Content starts

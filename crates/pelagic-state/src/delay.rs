//! One-shot deferred transitions.
//!
//! A [`Delay`] stands in for the site's `setTimeout`: armed with a fixed
//! duration, it fires exactly once when the accumulated tick time reaches
//! that duration. There is no thread behind it - the owner advances it from
//! its own clock - so dropping the owner cancels the pending transition
//! with no cleanup protocol.

use std::time::Duration;

/// A single-fire, tick-driven timer.
#[derive(Debug, Clone)]
pub struct Delay {
    duration: Duration,
    elapsed: Duration,
    fired: bool,
    cancelled: bool,
}

impl Delay {
    /// Arm a delay that fires after `duration` of accumulated ticks.
    pub fn new(duration: Duration) -> Self {
        Self {
            duration,
            elapsed: Duration::ZERO,
            fired: false,
            cancelled: false,
        }
    }

    /// Advance the delay. Returns `true` exactly once, on the tick where the
    /// accumulated time reaches the duration.
    pub fn tick(&mut self, delta: Duration) -> bool {
        if self.fired || self.cancelled {
            return false;
        }
        self.elapsed = self.elapsed.saturating_add(delta);
        if self.elapsed >= self.duration {
            self.fired = true;
            true
        } else {
            false
        }
    }

    /// Cancel the delay; it will never fire.
    pub fn cancel(&mut self) {
        self.cancelled = true;
    }

    /// Whether the delay is still waiting to fire.
    pub fn is_pending(&self) -> bool {
        !self.fired && !self.cancelled
    }

    /// Whether the delay has fired.
    pub fn has_fired(&self) -> bool {
        self.fired
    }

    /// Time left before firing; zero once fired or cancelled.
    pub fn remaining(&self) -> Duration {
        if self.is_pending() {
            self.duration.saturating_sub(self.elapsed)
        } else {
            Duration::ZERO
        }
    }
}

Content ends

State the number of lines in the preceding data that contain the word "with", and nothing besides.

▶ **Output**
2